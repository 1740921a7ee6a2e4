//! Classified user commands

/// What an inbound message asks the bot to do
#[derive(Debug, Clone, PartialEq, Eq)]
pub enum Action {
    /// Show the greeting/usage text
    Help,
    /// Summarize every tracked host
    List,
    /// Stop tracking a host
    Delete(String),
    /// Look up a host's expiry and start tracking it
    Check(String),
}
//! Certificate expiry bot
//!
//! Tracks TLS certificate expiry for each user's hosts:
//! - `serve` answers `<user id> <text>` lines from stdin
//! - `summarize` prints every user's summary once and exits
//! - `check` looks up a single host

use cert_expiry_bot::checks::{ExpiryChecker, ExpiryLookup};
use cert_expiry_bot::cli::{Cli, Commands, OutputFormat};
use cert_expiry_bot::config::Settings;
use cert_expiry_bot::input::sanitize;
use cert_expiry_bot::output::{format_result, print_json};
use cert_expiry_bot::registry::RegistryStore;
use cert_expiry_bot::runner::Dispatcher;
use cert_expiry_bot::transport::{serve, StdioTransport};
use cert_expiry_bot::utils::{create_spinner, ConfigError, Result};
use clap::Parser;
use console::style;
use std::sync::Arc;
use tracing_subscriber::EnvFilter;

#[tokio::main]
async fn main() {
    // Install the ring crypto provider for rustls
    rustls::crypto::ring::default_provider()
        .install_default()
        .expect("Failed to install rustls crypto provider");

    let cli = Cli::parse();

    // Initialize logging; stdout carries replies, so logs go to stderr
    let default_level = if cli.verbose { "debug" } else { "warn" };
    tracing_subscriber::fmt()
        .with_env_filter(
            EnvFilter::try_from_default_env().unwrap_or_else(|_| EnvFilter::new(default_level)),
        )
        .with_target(false)
        .with_writer(std::io::stderr)
        .init();

    if cli.no_color {
        console::set_colors_enabled(false);
        console::set_colors_enabled_stderr(false);
    }

    if let Err(e) = run(cli).await {
        eprintln!("{} {}", style("Error:").red().bold(), e);
        std::process::exit(1);
    }
}

async fn run(cli: Cli) -> Result<()> {
    let mut settings = match &cli.config {
        Some(path) => Settings::load_from_file(path)?,
        None => Settings::load_default()?,
    };
    if let Some(path) = cli.store {
        settings.store.path = path;
    }
    if let Some(deadline) = cli.deadline {
        if deadline == 0 {
            return Err(ConfigError::InvalidValue {
                key: "--deadline".to_string(),
                message: "must be at least one second".to_string(),
            }
            .into());
        }
        settings.resolver.deadline_secs = deadline;
    }

    let lookup: Arc<dyn ExpiryLookup> = Arc::new(ExpiryChecker::new(settings.resolver.clone())?);

    match cli.command {
        Commands::Check(args) => {
            let host = sanitize(&args.host);
            let spinner = create_spinner(&format!("Checking {}...", host));
            let result = lookup.resolve(&host).await;
            spinner.finish_and_clear();
            println!("{}", format_result(&host, &result));
            Ok(())
        }
        Commands::Summarize(args) => {
            let store = RegistryStore::new(&settings.store.path);
            let registry = Arc::new(store.load_registry()?);
            let dispatcher = Dispatcher::new(registry, lookup, settings.messages);

            let spinner = create_spinner("Checking every tracked host...");
            let summaries = dispatcher.summarize_all().await;
            spinner.finish_and_clear();

            match args.format {
                OutputFormat::Json => print_json(&summaries)?,
                OutputFormat::Plain => {
                    for (user, summary) in &summaries {
                        println!("{}", style(format!("== {} ==", user)).cyan().bold());
                        println!("{}\n", summary);
                    }
                }
            }
            Ok(())
        }
        Commands::Serve => {
            let store = Arc::new(RegistryStore::new(&settings.store.path));
            let registry = Arc::new(store.load_registry()?);
            tracing::info!(
                "Serving {} users from {}",
                registry.users().len(),
                store.path().display()
            );
            let dispatcher =
                Arc::new(Dispatcher::new(registry, lookup, settings.messages).with_store(store));

            serve(Arc::new(StdioTransport::stdio()), dispatcher).await?;
            Ok(())
        }
    }
}
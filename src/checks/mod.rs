//! Check modules for the expiry bot
//!
//! This module contains the live TLS expiry resolver.

pub mod expiry;
pub mod target;

pub use expiry::{earliest_expiry, ExpiryChecker, ExpiryLookup};
pub use target::Target;
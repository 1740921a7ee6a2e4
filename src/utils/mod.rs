//! Utility modules for the expiry bot
//!
//! This module contains error types and progress indicators.

pub mod error;
pub mod progress;

pub use error::{BotError, ConfigError, Result, StoreError, TransportError};
pub use progress::create_spinner;
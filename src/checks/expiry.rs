//! Certificate expiry resolver
//!
//! Connects to a host over TLS with the platform's normal chain verification
//! and reports the earliest `notAfter` across every certificate the verified
//! connection presented. A failed verification is a failed handshake, so any
//! returned timestamp comes from a chain the TLS stack accepted.

use super::target::Target;
use crate::config::ResolverSettings;
use crate::models::{ErrorKind, ExpiryResult};
use crate::utils::BotError;
use async_trait::async_trait;
use chrono::{DateTime, TimeZone, Utc};
use hickory_resolver::config::ResolverConfig;
use hickory_resolver::name_server::TokioConnectionProvider;
use hickory_resolver::Resolver;
use rustls::pki_types::{CertificateDer, ServerName};
use rustls::{ClientConfig, RootCertStore};
use std::io;
use std::net::{IpAddr, SocketAddr};
use std::sync::Arc;
use std::time::Duration;
use tokio::io::AsyncWriteExt;
use tokio::net::TcpStream;
use tokio_rustls::TlsConnector;
use x509_parser::prelude::{ASN1Time, FromDer, X509Certificate};

/// Type alias for the Tokio async resolver
type TokioResolver = Resolver<TokioConnectionProvider>;

/// How long a polite `close_notify` may take before the socket is simply dropped
const SHUTDOWN_GRACE: Duration = Duration::from_millis(500);

/// Anything that can turn a hostname into an [`ExpiryResult`]
#[async_trait]
pub trait ExpiryLookup: Send + Sync {
    async fn resolve(&self, host: &str) -> ExpiryResult;
}

/// Live TLS expiry resolver
pub struct ExpiryChecker {
    settings: ResolverSettings,
    connector: TlsConnector,
    dns: TokioResolver,
}

impl ExpiryChecker {
    /// Create a resolver that trusts the Mozilla root program
    pub fn new(settings: ResolverSettings) -> Result<Self, BotError> {
        let roots = RootCertStore::from_iter(webpki_roots::TLS_SERVER_ROOTS.iter().cloned());
        Self::with_roots(settings, roots)
    }

    /// Create a resolver that trusts only the given roots
    pub fn with_roots(settings: ResolverSettings, roots: RootCertStore) -> Result<Self, BotError> {
        if roots.is_empty() {
            return Err(BotError::ResolverSetup {
                message: "no trusted root certificates".to_string(),
            });
        }

        // Library callers may not have installed a provider; a prior install wins
        let _ = rustls::crypto::ring::default_provider().install_default();

        let config = ClientConfig::builder()
            .with_root_certificates(roots)
            .with_no_client_auth();

        let dns = match TokioResolver::builder_tokio() {
            Ok(builder) => builder.build(),
            Err(e) => {
                tracing::warn!("System DNS configuration unavailable ({}), using defaults", e);
                TokioResolver::builder_with_config(
                    ResolverConfig::default(),
                    TokioConnectionProvider::default(),
                )
                .build()
            }
        };

        Ok(Self {
            settings,
            connector: TlsConnector::from(Arc::new(config)),
            dns,
        })
    }

    /// Resolve a host's earliest certificate expiry, bounded by the overall deadline
    pub async fn check(&self, host: &str) -> ExpiryResult {
        let result =
            match tokio::time::timeout(self.settings.deadline(), self.check_inner(host)).await {
                Ok(result) => result,
                Err(_) => Err(ErrorKind::Timeout),
            };

        match &result {
            Ok(expires) => tracing::debug!("{} expires at {}", host, expires),
            Err(kind) => tracing::debug!("{} failed: {}", host, kind),
        }

        result.into()
    }

    async fn check_inner(&self, host: &str) -> Result<DateTime<Utc>, ErrorKind> {
        let target = Target::parse(host, self.settings.default_port)?;
        let server_name = ServerName::try_from(target.host.clone())
            .map_err(|_| ErrorKind::other(format!("invalid server name: {}", target.host)))?;

        tracing::debug!("Checking {}", target);
        let addrs = self.lookup(&target.host).await?;
        let stream = self.connect(&addrs, target.port).await?;

        let mut tls_stream = tokio::time::timeout(
            self.settings.handshake_timeout(),
            self.connector.connect(server_name, stream),
        )
        .await
        .map_err(|_| ErrorKind::Timeout)?
        .map_err(|e| classify_handshake_error(&e))?;

        let (_, connection) = tls_stream.get_ref();
        let presented: Vec<CertificateDer<'static>> = connection
            .peer_certificates()
            .map(|certs| certs.to_vec())
            .unwrap_or_default();

        // Dropping the stream closes the socket either way
        let _ = tokio::time::timeout(SHUTDOWN_GRACE, tls_stream.shutdown()).await;
        drop(tls_stream);

        earliest_expiry(&presented)
    }

    async fn lookup(&self, host: &str) -> Result<Vec<IpAddr>, ErrorKind> {
        if let Ok(ip) = host.parse::<IpAddr>() {
            return Ok(vec![ip]);
        }

        let lookup = self.dns.lookup_ip(host).await.map_err(|e| {
            if e.is_no_records_found() || e.is_nx_domain() {
                ErrorKind::NoSuchHost
            } else {
                ErrorKind::other(format!("DNS lookup failed: {}", e))
            }
        })?;
        let addrs: Vec<IpAddr> = lookup.iter().collect();
        if addrs.is_empty() {
            return Err(ErrorKind::NoSuchHost);
        }
        Ok(addrs)
    }

    /// Try each address in turn; the last failure wins if none connects
    async fn connect(&self, addrs: &[IpAddr], port: u16) -> Result<TcpStream, ErrorKind> {
        let mut last_error = ErrorKind::NoSuchHost;

        for ip in addrs {
            let addr = SocketAddr::new(*ip, port);
            match tokio::time::timeout(self.settings.connect_timeout(), TcpStream::connect(addr))
                .await
            {
                Ok(Ok(stream)) => return Ok(stream),
                Ok(Err(e)) => {
                    tracing::debug!("connect to {} failed: {}", addr, e);
                    last_error = classify_io_error(&e);
                }
                Err(_) => {
                    tracing::debug!("connect to {} timed out", addr);
                    last_error = ErrorKind::Timeout;
                }
            }
        }

        Err(last_error)
    }
}

#[async_trait]
impl ExpiryLookup for ExpiryChecker {
    async fn resolve(&self, host: &str) -> ExpiryResult {
        self.check(host).await
    }
}

/// Earliest `notAfter` across a set of DER certificates
pub fn earliest_expiry(certs: &[CertificateDer<'_>]) -> Result<DateTime<Utc>, ErrorKind> {
    let mut earliest: Option<DateTime<Utc>> = None;

    for der in certs {
        let (_, cert) = X509Certificate::from_der(der.as_ref())
            .map_err(|e| ErrorKind::other(format!("failed to parse certificate: {}", e)))?;
        let not_after = asn1_time_to_datetime(cert.validity().not_after)?;
        earliest = Some(match earliest {
            Some(current) if current <= not_after => current,
            _ => not_after,
        });
    }

    earliest.ok_or_else(|| ErrorKind::other("server presented no certificates"))
}

/// Convert ASN.1 time to chrono DateTime
fn asn1_time_to_datetime(time: ASN1Time) -> Result<DateTime<Utc>, ErrorKind> {
    Utc.timestamp_opt(time.timestamp(), 0)
        .single()
        .ok_or_else(|| ErrorKind::other("invalid timestamp in certificate"))
}

/// Map a socket error onto the user-facing taxonomy.
///
/// The error kind is authoritative. Some platforms report routing failures as
/// uncategorized errors, so the message is consulted only as a last resort.
fn classify_io_error(err: &io::Error) -> ErrorKind {
    match err.kind() {
        io::ErrorKind::TimedOut => ErrorKind::Timeout,
        io::ErrorKind::NetworkUnreachable | io::ErrorKind::HostUnreachable => ErrorKind::NoRoute,
        _ => {
            let message = err.to_string().to_lowercase();
            if message.contains("no route to host") || message.contains("unreachable") {
                ErrorKind::NoRoute
            } else {
                ErrorKind::other(err.to_string())
            }
        }
    }
}

fn classify_handshake_error(err: &io::Error) -> ErrorKind {
    if let Some(tls_error) = err
        .get_ref()
        .and_then(|inner| inner.downcast_ref::<rustls::Error>())
    {
        return ErrorKind::other(format!("TLS handshake failed: {}", tls_error));
    }
    classify_io_error(err)
}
== == ==
_Problem_
Which lines in the listing hold the word "TlsConnector"? Copy them out.

_Solution for this problem_
use tokio_rustls::TlsConnector;
    connector: TlsConnector,
            connector: TlsConnector::from(Arc::new(config)),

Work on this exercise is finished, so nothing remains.